Opinion
16926 Index No. 159788/16 Case No. 2021-02892
12-20-2022
Mischel & Horn, P.C., New York (Scott T. Horn of counsel), for appellant-respondent. Lewis Brisbois Bisgaard & Smith LLP, New York (Cynthia Holfester Neugebauer of counsel), for respondents-appellants.
Mischel & Horn, P.C., New York (Scott T. Horn of counsel), for appellant-respondent.
Lewis Brisbois Bisgaard & Smith LLP, New York (Cynthia Holfester Neugebauer of counsel), for respondents-appellants.
Kern, J.P., Friedman, Gesmer, Gonza´lez, Mendez, JJ.
Order, Supreme Court, New York County (Shlomo S. Hagler, J.), entered June 22, 2021, which, inter alia, granted defendants’ motion for summary judgment dismissing the complaint on the threshold issue of serious injury within the meaning of Insurance Law § 5102(d), unanimously affirmed, without costs.
Plaintiff alleges that he sustained injuries to his lumbar spine and left hip, including an impaction fracture, as a result of an incident that occurred in June 2016 when he was a passenger on defendant Greyhound's bus, and an unsecured handicapped accessible seat slid back and struck his knees.
Defendants demonstrated prima facie that plaintiff's claimed lumbar spine injuries were preexisting through submission of a 2012 MRI report showing that plaintiff had the same claimed disc herniations and bulges four years before the accident. As for the claimed left hip injury, defendants’ orthopedic expert personally reviewed plaintiff's MRI films, as well as his medical records showing a prior hip replacement surgery and pain and limitations in use predating the incident, and opined that plaintiff did not sustain any fracture, tear or other injury as a result of the June 2016 incident and that there was no objective evidence of any other injury causally related to that incident (see Alvarez v. NYLL Mgt. Ltd., 120 A.D.3d 1043, 1044, 993 N.Y.S.2d 1 [1st Dept. 2014], affd 24 N.Y.3d 1191, 3 N.Y.S.3d 757, 27 N.E.3d 471 [2015] ).
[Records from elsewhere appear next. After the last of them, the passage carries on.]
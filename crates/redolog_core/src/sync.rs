//! Shutdown signalling and non-blocking locks.

use parking_lot::{Condvar, Mutex};
use std::sync::atomic::{AtomicBool, Ordering};
use std::sync::Arc;
use std::time::{Duration, Instant};

/// Cooperative cancellation handle shared by background tasks.
///
/// Cloning produces another handle to the same signal. Once cancelled the
/// signal never resets.
#[derive(Clone, Default)]
pub struct Shutdown {
    inner: Arc<ShutdownInner>,
}

#[derive(Default)]
struct ShutdownInner {
    cancelled: Mutex<bool>,
    condvar: Condvar,
}

impl Shutdown {
    /// Creates a fresh, uncancelled signal.
    pub fn new() -> Self {
        Self::default()
    }

    /// Cancels the signal, waking all current and future waiters. Idempotent.
    pub fn cancel(&self) {
        let mut cancelled = self.inner.cancelled.lock();
        *cancelled = true;
        self.inner.condvar.notify_all();
    }

    /// Whether the signal has been cancelled.
    pub fn is_cancelled(&self) -> bool {
        *self.inner.cancelled.lock()
    }

    /// Sleeps for `timeout` unless cancelled first.
    ///
    /// Returns `true` if the signal was (or became) cancelled.
    pub fn wait_timeout(&self, timeout: Duration) -> bool {
        let deadline = Instant::now() + timeout;
        let mut cancelled = self.inner.cancelled.lock();
        while !*cancelled {
            if self
                .inner
                .condvar
                .wait_until(&mut cancelled, deadline)
                .timed_out()
            {
                break;
            }
        }
        *cancelled
    }
}

impl std::fmt::Debug for Shutdown {
    fn fmt(&self, f: &mut std::fmt::Formatter<'_>) -> std::fmt::Result {
        f.debug_struct("Shutdown")
            .field("cancelled", &self.is_cancelled())
            .finish()
    }
}

/// Non-blocking mutex over an atomic flag.
///
/// Unlike a standard mutex there is no guard: [`unlock`](Self::unlock)
/// releases the lock no matter which thread acquired it, which is what the
/// rotation/legacy coordination needs (the releasing path is not always the
/// acquiring one).
#[derive(Debug, Default)]
pub struct TryLock {
    locked: AtomicBool,
}

impl TryLock {
    /// Creates an unlocked flag.
    pub const fn new() -> Self {
        Self {
            locked: AtomicBool::new(false),
        }
    }

    /// Attempts to acquire; returns `true` on success, never blocks.
    pub fn try_lock(&self) -> bool {
        self.locked
            .compare_exchange(false, true, Ordering::Acquire, Ordering::Relaxed)
            .is_ok()
    }

    /// Releases the lock. Returns `true` iff it was held.
    pub fn unlock(&self) -> bool {
        self.locked.swap(false, Ordering::Release)
    }

    /// Whether the lock is currently held.
    pub fn is_locked(&self) -> bool {
        self.locked.load(Ordering::Acquire)
    }
}

#[cfg(test)]
mod tests {
    use super::*;
    use std::thread;

    #[test]
    fn try_lock_excludes_second_acquire() {
        let lock = TryLock::new();
        assert!(lock.try_lock());
        assert!(!lock.try_lock());
        assert!(lock.is_locked());
        assert!(lock.unlock());
        assert!(!lock.is_locked());
        assert!(lock.try_lock());
    }

    #[test]
    fn unlock_when_free_reports_not_held() {
        let lock = TryLock::new();
        assert!(!lock.unlock());
    }

    #[test]
    fn wait_timeout_expires_without_cancel() {
        let shutdown = Shutdown::new();
        assert!(!shutdown.wait_timeout(Duration::from_millis(10)));
        assert!(!shutdown.is_cancelled());
    }

    #[test]
    fn cancel_wakes_waiter() {
        let shutdown = Shutdown::new();
        let other = shutdown.clone();
        let waiter = thread::spawn(move || other.wait_timeout(Duration::from_secs(30)));
        thread::sleep(Duration::from_millis(20));
        shutdown.cancel();
        assert!(waiter.join().unwrap());
    }

    #[test]
    fn cancelled_signal_returns_immediately() {
        let shutdown = Shutdown::new();
        shutdown.cancel();
        let start = Instant::now();
        assert!(shutdown.wait_timeout(Duration::from_secs(10)));
        assert!(start.elapsed() < Duration::from_secs(1));
    }
}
In opposition, plaintiff failed to rebut defendants’ prima facie showing that his lumbar spine and left hip injuries were preexisting. He submitted unsworn and unaffirmed medical records and MRI reports, which were not relied upon by defendant's expert who reviewed the MRI films independently, and therefore were inadmissible (see Malupa v. Oppong, 106 A.D.3d 538, 539, 966 N.Y.S.2d 9 [1st Dept. 2013] ; Barner v. Shahid, 73 A.D.3d 593, 594, 903 N.Y.S.2d 6 [1st Dept. 2010] ). The affirmation of plaintiff's physician which "recite[d] the findings in the unaffirmed reports," could not be used to "bootstrap" the unaffirmed MRI reports into evidence ( Malupa at 539, 966 N.Y.S.2d 9 ). The report of plaintiff's physician, who first examined him nearly four years after the incident, was insufficient to raise an issue of fact as to causation (see Khan v. Goldmag Hacking Corp., 149 A.D.3d 403, 404, 50 N.Y.S.3d 373 [1st Dept. 2017] ). In particular, the physician failed to specifically address and explain why plaintiff's limitations were not related to his left hip replacement surgery, as opposed to the subject incident (see Pommells v. Perez, 4 N.Y.3d 566, 797 N.Y.S.2d 380, 830 N.E.2d 278 [2005] ; Bogle v. Paredes, 170 A.D.3d 455, 455, 95 N.Y.S.3d 193 [1st Dept. 2019] ). Nor did he provide any basis for finding an aggravation of those preexisting left hip conditions (see Hessing v. Carroll, 161 A.D.3d 462, 463, 76 N.Y.S.3d 150 [1st Dept. 2018] ). Plaintiff's physician also failed to acknowledge that an MRI of the lumbar spine taken four years before the incident, showed a preexisting condition, or to provide any basis for his opinion that the incident had caused plaintiff's lumbar spine injury ( id. ).